Now, isn't that a learning experience?
I guess it depends on what you think you should be taught.

5/13 late post

So, i've been getting a lot of, ahem, crap lately from people who are angry they haven't been seeing me. I've been threatened with death even. It's really not that funny, come to think of it. Not that you're laughing; I didn't either. One of my old pen pals wouldn't speak to me after never receiving a letter back. We just barely made up today. Anyway, it just made me think about the importance of time. It really is such a crazy concept.

I mean, who really even invented time? Who thought it up? I know the calender system, the Mayams, the concepts about the druids. I know that the earth rotates around the sun, and I know the whole night and day shebang. But who stressed such importance on hours, minutes, even seconds. There are even advertisements for a website that will tell you "How Many Minutes You Have Before You Die". Such an eerie thing, I thought.

You have six months to live, the doctor says to some patient, who is now stricken with the realization of just how important every moment really is. Each sunset brings a wave of terror: did I do something meaningful? What did I accomplish today? Did I make it count? We're all plagued with these thoughts, these worries, these fears, even. We rush to make our appointments, count down the days until summer, wonder what lies beyond the vast experience of college.

I'm tired of wasting time.
It's time to start living.

Monday, May 12, 2008

Life, love, and books

I've been working really hard lately. Ironically, I work at Texas Road House, ha ha! It's the only place I had an instant contact in, and no where else I passed my application along to called back. Therefore here I am, utilizing my skills as a hostess. Not only am I hostessing and interning, I also have personal training twice every week, and when i'm not there i'm at the gym myself. I've developed a love for the workout high. It's a good and rewarding feeling.
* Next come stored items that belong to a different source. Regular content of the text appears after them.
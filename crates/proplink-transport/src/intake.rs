// SPDX-FileCopyrightText: 2026 Proplink Contributors
// SPDX-License-Identifier: MIT OR Apache-2.0

//! Inbound intake: filter raw transport frames, persist survivors, hand them
//! to the conversation engine, and send its reply back out.

use std::sync::Arc;

use tokio::sync::mpsc;
use tracing::{debug, error, warn};

use proplink_core::types::{DeliveryKind, MessageRecord, RawInbound};
use proplink_core::{InboundHandler, ProplinkError, SessionId, Storage};

use crate::delivery::DeliveryService;
use crate::registry::now_iso;

/// Whether a raw inbound frame should reach the conversation engine.
///
/// Drops echoes of this account's own messages, history-sync replays, and
/// receipt/protocol frames without user content.
#[must_use]
pub fn should_process(message: &RawInbound) -> bool {
    if message.from_me {
        return false;
    }
    if message.kind != DeliveryKind::New {
        return false;
    }
    let has_text = message.text.as_deref().is_some_and(|t| !t.trim().is_empty());
    has_text || !message.attachments.is_empty()
}

/// Consumes the registry's inbound queue: filters, persists, dispatches to
/// the handler, and sends replies through the delivery service.
pub struct IntakePump {
    storage: Arc<dyn Storage>,
    handler: Arc<dyn InboundHandler>,
    delivery: Arc<DeliveryService>,
}

impl IntakePump {
    pub fn new(
        storage: Arc<dyn Storage>,
        handler: Arc<dyn InboundHandler>,
        delivery: Arc<DeliveryService>,
    ) -> Self {
        Self {
            storage,
            handler,
            delivery,
        }
    }

    /// Run until the inbound channel closes.
    pub async fn run(&self, mut rx: mpsc::Receiver<(SessionId, RawInbound)>) {
        while let Some((session_id, message)) = rx.recv().await {
            if !should_process(&message) {
                debug!(
                    session = %session_id,
                    kind = %message.kind,
                    from_me = message.from_me,
                    "dropping inbound frame"
                );
                continue;
            }
            if let Err(e) = self.process(&session_id, &message).await {
                error!(session = %session_id, error = %e, "inbound processing failed");
            }
        }
    }

    async fn process(
        &self,
        session_id: &SessionId,
        message: &RawInbound,
    ) -> Result<(), ProplinkError> {
        let record = MessageRecord {
            id: message.message_id.clone(),
            session_id: session_id.0.clone(),
            remote_id: message.remote_id.clone(),
            from_me: false,
            kind: message.kind.to_string(),
            content: message.text.clone(),
            created_at: now_iso(),
        };
        if let Err(e) = self.storage.append_message(&record).await {
            // Duplicate delivery of the same transport id lands here too.
            warn!(session = %session_id, error = %e, "failed to persist inbound record");
        }

        if let Some(reply) = self.handler.handle(session_id, message).await? {
            self.delivery
                .send_message(session_id, &message.remote_id, &reply)
                .await?;
        }
        Ok(())
    }
}
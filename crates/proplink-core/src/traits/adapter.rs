// SPDX-FileCopyrightText: 2026 Proplink Contributors
// SPDX-License-Identifier: MIT OR Apache-2.0

//! Base adapter trait for pluggable backends (transport clients, storage).

use async_trait::async_trait;

use crate::error::ProplinkError;
use crate::types::HealthStatus;

/// The base trait for pluggable Proplink backends.
///
/// Transport clients and storage backends implement this trait, which
/// provides identity, lifecycle, and health check capabilities.
#[async_trait]
pub trait Adapter: Send + Sync + 'static {
    /// Returns the human-readable name of this adapter instance.
    fn name(&self) -> &str;

    /// Returns the semantic version of this adapter.
    fn version(&self) -> semver::Version;

    /// Performs a health check and returns the adapter's current status.
    async fn health_check(&self) -> Result<HealthStatus, ProplinkError>;

    /// Gracefully shuts down the adapter, releasing any held resources.
    async fn shutdown(&self) -> Result<(), ProplinkError>;
}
I've been reading a lot of silly 'single and sassy in the city' girl novels lately. Besides the useful fashion advice and a few good laughs, there's not much to it. So naturally I sail through them within a day or two, depending on how soon the sleeping pills knock me out. Oh yes, another recent thing- the doctor finally prescribed me some sleeping pills. For the past few months it's been a struggle to fight my way to sleep, and most likely ended up with me waking with a start a few hours before dawn, and thus the struggle continued again... So, the sleeping pills were a promising thing. I hope they continue to do their job, although twice i've woken up immediately, remembering that these are not time release.

Did you know, most people have a problem with chemical addiction? It's from a chemical your brain releases when you have strong feelings of love, whether for your friends, family, or 'other'. This chemical is called oxytocin. In an article I read, I was stunned to read the following "...so the brains of people deeply in love do not look like those of people experiencing strong emotions, but instead like those of people snorting coke. Love, in other words, uses the neural mechanisms that are activated during the process of addiction. “We are literally addicted to love,” Dr Young observes. [pg.3] " Man, does that explain a lot. Apparently, when love fails, or is rejected, the chemical reverses itself, and the resulting depression is sometimes accompanied with symptoms like fainting, dizziness, head aches, difficulty breathing, etc. This isn't a comforting thought. Last night, I talked to my first love, and when we hung up I started crying.
Cheers to this wonderful chemical;
the chemical addiction of love.


Article: Oxytocin, Chemical Addiction and the Science of Love.